Being An Old Mommy by Maureen Eich VanWalleghan
Isn’t great how kids can keep it real? NOT, especially when it comes to age. One day in the bathroom my daughter let me know in a rather matter-of-fact way that I was an old mommy. I asked why she thought that. “Well you do have wrinkles like Grammie.” Ouch. Of course I responded with “but not as many.” For my daughter wrinkles are wrinkles. She’s not denying them why should I?
The judgment about the wrinkles comes from me. All the many voices I have inside my head bombard me with reminders that I am no longer young and that I should be doing something proactive about the said wrinkles. Of late the skin under my chin is growing older faster and more noticeably to me: getting saggy. Ackkkkkkkkkkkkk
I am not a plastic surgery kind of person. Frankly, I am not an any-kind-of-surgery person. What is so valuable for me in being an older parent is how much I want to keep my anxiety and paranoia and general fears to myself. I want to age gracefully as a great example for her. I am regularly looking at older women and trying to dismantle my interior judgments about what beauty should look like.

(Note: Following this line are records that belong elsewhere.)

use crate::crypto::error::DesError;
use crate::crypto::utils::{bits_to_bytes, bits_to_u64, bytes_to_bits, expect_len, u64_to_bits, Bits, Bitstring};
use std::fmt;
use std::str::FromStr;

/// Direction of a cipher call.
#[derive(Clone, Copy, Debug, PartialEq, Eq, Hash)]
pub enum Mode {
    Encrypt,
    Decrypt,
}

impl FromStr for Mode {
    type Err = DesError;

    fn from_str(s: &str) -> Result<Self, Self::Err> {
        match s {
            "encrypt" => Ok(Mode::Encrypt),
            "decrypt" => Ok(Mode::Decrypt),
            other => Err(DesError::configuration(format!(
                "algorithm must be 'encrypt' or 'decrypt' and not '{other}'"
            ))),
        }
    }
}

impl fmt::Display for Mode {
    fn fmt(&self, f: &mut fmt::Formatter<'_>) -> fmt::Result {
        match self {
            Mode::Encrypt => f.write_str("encrypt"),
            Mode::Decrypt => f.write_str("decrypt"),
        }
    }
}

/// Width of the master key handed to the key schedule.
///
/// `Bits64` keys carry a parity bit in every byte which PC1 discards.
/// `Bits56` keys leave the parity bits out entirely.
#[derive(Clone, Copy, Debug, Default, PartialEq, Eq, Hash)]
pub enum KeySize {
    Bits56,
    #[default]
    Bits64,
}

impl KeySize {
    pub fn bits(self) -> usize {
        match self {
            KeySize::Bits56 => 56,
            KeySize::Bits64 => 64,
        }
    }
}

/// One 48-bit DES subkey. Read-only once derived.
#[derive(Clone, Debug, PartialEq, Eq)]
pub struct RoundKey(Bitstring);

impl RoundKey {
    pub fn as_bits(&self) -> &Bits {
        &self.0
    }

    pub fn len(&self) -> usize {
        self.0.len()
    }

    pub fn is_empty(&self) -> bool {
        self.0.is_empty()
    }

    pub fn to_u64(&self) -> u64 {
        bits_to_u64(&self.0)
    }
}

impl From<Bitstring> for RoundKey {
    fn from(bits: Bitstring) -> Self {
        RoundKey(bits)
    }
}

impl From<RoundKey> for Bitstring {
    fn from(key: RoundKey) -> Self {
        key.0
    }
}

impl fmt::Display for RoundKey {
    fn fmt(&self, f: &mut fmt::Formatter<'_>) -> fmt::Result {
        let digits = self.0.len().div_ceil(4);
        write!(f, "{:0width$X}", self.to_u64(), width = digits)
    }
}

/// A value that can stand in for a block or key: an integer, an explicit bit
/// sequence, or big-endian bytes.
///
/// The cipher hands its result back in the same representation as the block
/// argument.
pub trait BlockValue: Sized {
    /// Bit view of `self`, which must be exactly `width` bits wide.
    fn to_bits(&self, what: &'static str, width: usize) -> Result<Bitstring, DesError>;

    fn from_bits(bits: &Bits) -> Self;
}

impl BlockValue for u64 {
    fn to_bits(&self, what: &'static str, width: usize) -> Result<Bitstring, DesError> {
        let used = (u64::BITS - self.leading_zeros()) as usize;
        if width > 64 || used > width {
            return Err(DesError::InvalidLength {
                what,
                expected: width,
                actual: used,
            });
        }
        Ok(u64_to_bits(*self, width))
    }

    fn from_bits(bits: &Bits) -> Self {
        bits_to_u64(bits)
    }
}

impl BlockValue for Bitstring {
    fn to_bits(&self, what: &'static str, width: usize) -> Result<Bitstring, DesError> {
        expect_len(what, self, width)?;
        Ok(self.clone())
    }

    fn from_bits(bits: &Bits) -> Self {
        bits.to_bitvec()
    }
}

impl BlockValue for [u8; 8] {
    fn to_bits(&self, what: &'static str, width: usize) -> Result<Bitstring, DesError> {
        let bits = bytes_to_bits(self);
        expect_len(what, &bits, width)?;
        Ok(bits)
    }

    fn from_bits(bits: &Bits) -> Self {
        let mut bytes = [0u8; 8];
        for (byte, packed) in bytes.iter_mut().zip(bits_to_bytes(bits)) {
            *byte = packed;
        }
        bytes
    }
}
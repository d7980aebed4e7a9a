use crate::crypto::cipher_types::{BlockValue, KeySize, RoundKey};
use crate::crypto::des_tables::{PC1, PC2, SHIFT_BITS};
use crate::crypto::error::DesError;
use crate::crypto::key_expansion::KeyExpansion;
use crate::crypto::utils::{permute, rotate_left, Bits, Bitstring};
use std::fmt;

/// Largest number of rounds the standard shift table covers.
pub const MAX_ROUNDS: usize = SHIFT_BITS.len();

const HALF_LEN: usize = 28;

/// The DES key schedule.
///
/// An `Unbound` schedule derives round keys from whatever master key a call
/// supplies. A `Bound` schedule carries its own master key and can be indexed
/// and iterated directly.
#[derive(Clone, Debug, PartialEq, Eq)]
pub enum DesKeySchedule {
    Unbound {
        rounds: usize,
        key_size: KeySize,
    },
    Bound {
        rounds: usize,
        key_size: KeySize,
        master_key: Bitstring,
    },
}

impl Default for DesKeySchedule {
    fn default() -> Self {
        DesKeySchedule::Unbound {
            rounds: MAX_ROUNDS,
            key_size: KeySize::Bits64,
        }
    }
}

impl DesKeySchedule {
    pub fn new(rounds: usize) -> Result<Self, DesError> {
        Self::with_key_size(rounds, KeySize::Bits64)
    }

    pub fn with_key_size(rounds: usize, key_size: KeySize) -> Result<Self, DesError> {
        if rounds > MAX_ROUNDS {
            return Err(DesError::configuration(format!(
                "the DES key schedule covers at most {MAX_ROUNDS} rounds, got {rounds}"
            )));
        }
        Ok(DesKeySchedule::Unbound { rounds, key_size })
    }

    /// Standard 64-bit key schedule bound to `master_key`.
    pub fn with_master_key<K: BlockValue>(rounds: usize, master_key: &K) -> Result<Self, DesError> {
        Self::new(rounds)?.bind(master_key)
    }

    /// Returns a bound copy of this schedule using `master_key`.
    pub fn bind<K: BlockValue>(&self, master_key: &K) -> Result<Self, DesError> {
        let master_key = master_key.to_bits("master key", self.key_size().bits())?;
        Ok(DesKeySchedule::Bound {
            rounds: self.rounds(),
            key_size: self.key_size(),
            master_key,
        })
    }

    pub fn rounds(&self) -> usize {
        match self {
            DesKeySchedule::Unbound { rounds, .. } | DesKeySchedule::Bound { rounds, .. } => *rounds,
        }
    }

    pub fn key_size(&self) -> KeySize {
        match self {
            DesKeySchedule::Unbound { key_size, .. } | DesKeySchedule::Bound { key_size, .. } => {
                *key_size
            }
        }
    }

    pub fn master_key(&self) -> Option<&Bits> {
        match self {
            DesKeySchedule::Unbound { .. } => None,
            DesKeySchedule::Bound { master_key, .. } => Some(master_key.as_bitslice()),
        }
    }

    pub fn is_bound(&self) -> bool {
        matches!(self, DesKeySchedule::Bound { .. })
    }

    /// All round keys for `master_key`, in round order.
    pub fn derive<K: BlockValue>(&self, master_key: &K) -> Result<Vec<RoundKey>, DesError> {
        let key = master_key.to_bits("master key", self.key_size().bits())?;
        log::debug!(
            "deriving {} round keys from a {}-bit master key",
            self.rounds(),
            self.key_size().bits()
        );
        Ok(self.iter_from(&key).collect())
    }

    /// Lazy iterator over the bound master key's round keys.
    ///
    /// Every call starts over from round 1.
    pub fn round_keys(&self) -> Result<RoundKeys, DesError> {
        let master_key = self.bound_key()?;
        Ok(self.iter_from(master_key))
    }

    /// Round key `round` (0-based) of the bound master key.
    pub fn round_key(&self, round: usize) -> Result<RoundKey, DesError> {
        let master_key = self.bound_key()?;
        if round >= self.rounds() {
            return Err(DesError::RoundOutOfRange {
                round,
                rounds: self.rounds(),
            });
        }
        self.iter_from(master_key)
            .nth(round)
            .ok_or(DesError::RoundOutOfRange {
                round,
                rounds: self.rounds(),
            })
    }

    /// Rotates a key half left by the shift amount of 1-based round `round`.
    ///
    /// `half` itself is not modified.
    pub fn left_shift(half: &Bits, round: usize) -> Result<Bitstring, DesError> {
        let amount = round
            .checked_sub(1)
            .and_then(|i| SHIFT_BITS.get(i).copied())
            .ok_or(DesError::RoundOutOfRange {
                round,
                rounds: MAX_ROUNDS,
            })?;
        Ok(rotate_left(half, amount))
    }

    fn bound_key(&self) -> Result<&Bits, DesError> {
        self.master_key()
            .ok_or_else(|| DesError::configuration("key not set during initialisation"))
    }

    fn iter_from(&self, key: &Bits) -> RoundKeys {
        let full_key = match self.key_size() {
            KeySize::Bits64 => key.to_bitvec(),
            KeySize::Bits56 => insert_parity_bits(key),
        };
        RoundKeys::new(&full_key, self.rounds())
    }
}

// 7 key bits followed by a zero parity bit, eight times over.
fn insert_parity_bits(key: &Bits) -> Bitstring {
    let mut full = Bitstring::with_capacity(64);
    for chunk in key.chunks(7) {
        full.extend_from_bitslice(chunk);
        full.push(false);
    }
    full
}

impl KeyExpansion for DesKeySchedule {
    fn generate_round_keys(&self, key: &Bits) -> Result<Vec<RoundKey>, DesError> {
        self.derive(&key.to_bitvec())
    }
}

impl fmt::Display for DesKeySchedule {
    fn fmt(&self, f: &mut fmt::Formatter<'_>) -> fmt::Result {
        write!(
            f,
            "Original DES key schedule with {}-bit keys and {} rounds",
            self.key_size().bits(),
            self.rounds()
        )
    }
}

/// Round keys computed one round per `next()`.
#[derive(Clone, Debug)]
pub struct RoundKeys {
    c: Bitstring,
    d: Bitstring,
    round: usize,
    rounds: usize,
}

impl RoundKeys {
    fn new(key: &Bits, rounds: usize) -> Self {
        // PC-1 drops the parity bits, then the result splits into C0 and D0
        let permuted = permute(key, &PC1);
        let (c, d) = permuted.split_at(HALF_LEN);
        RoundKeys {
            c: c.to_bitvec(),
            d: d.to_bitvec(),
            round: 0,
            rounds: rounds.min(MAX_ROUNDS),
        }
    }
}

impl Iterator for RoundKeys {
    type Item = RoundKey;

    fn next(&mut self) -> Option<RoundKey> {
        if self.round >= self.rounds {
            return None;
        }
        let shift = SHIFT_BITS[self.round];
        self.round += 1;

        self.c = rotate_left(&self.c, shift);
        self.d = rotate_left(&self.d, shift);

        let mut cd = Bitstring::with_capacity(2 * HALF_LEN);
        cd.extend_from_bitslice(&self.c);
        cd.extend_from_bitslice(&self.d);

        let subkey = RoundKey::from(permute(&cd, &PC2));
        log::trace!("round key {}: {}", self.round, subkey);
        Some(subkey)
    }

    fn size_hint(&self) -> (usize, Option<usize>) {
        let remaining = self.rounds - self.round;
        (remaining, Some(remaining))
    }
}

impl ExactSizeIterator for RoundKeys {}

#[cfg(test)]
mod tests {
    use super::*;
    use crate::crypto::utils::u64_to_bits;

    #[test]
    fn parity_bits_land_in_every_eighth_position() {
        let key = u64_to_bits((1 << 56) - 1, 56);
        let full = insert_parity_bits(&key);
        assert_eq!(full.len(), 64);
        for (i, bit) in full.iter().by_vals().enumerate() {
            assert_eq!(bit, i % 8 != 7, "bit {i}");
        }
    }

    #[test]
    fn iterator_reports_exact_length() {
        let schedule = DesKeySchedule::with_master_key(5, &0u64).unwrap();
        let mut keys = schedule.round_keys().unwrap();
        assert_eq!(keys.len(), 5);
        keys.next();
        assert_eq!(keys.len(), 4);
    }
}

What is so helpful about my daughter’s articulation of my wrinkles is that for her it’s just an observation. She doesn’t have any judgment about it. Basically, I have had wrinkles her whole life. Since I had her at 41 it is safe to say that the big furrow in the middle of my forehead was fully formed. The texture of my skin has changed over the last ten years. I definitely work at having an inside out approach to my skin care. Yadda, yadda, yadda—no one but me cares about this—especially not my daughter.
What I try to keep in mind is that my habits of self-care are what she will model. I am bit weak on my evening routine, but she doesn’t see this because she is asleep when I go to bed. Lately, I have been thinking about doing my nighttime routine with her. I’m not quite there yet with that plan though.
I feel lucky that I am awake enough to hopefully respond “casually” to my daughter’s observations. The biggest impact on my daughter’s body image is how I feel about myself. That requires that I deal with my own issues and maintain a level of vigilance in keeping my own demons in check even as I try to rid myself of them. In How Mothers Impact Their Daughters’ Self-Image, Jaqueline Lapa Sussman’s, article written in 2012 gives great insight into this phenomenon. Though the article is focused on body image and menstruation, I think it’s possible to extrapolate from the information that the attitudes one has about aging are directly impacting how one’s children will feel about aging women (and for daughter’s about themselves).
In a way, later mothers could directly and personally impact for the better how society views the aging female body and face—if we can find the love needed to love ourselves as the wrinkles and changes appear.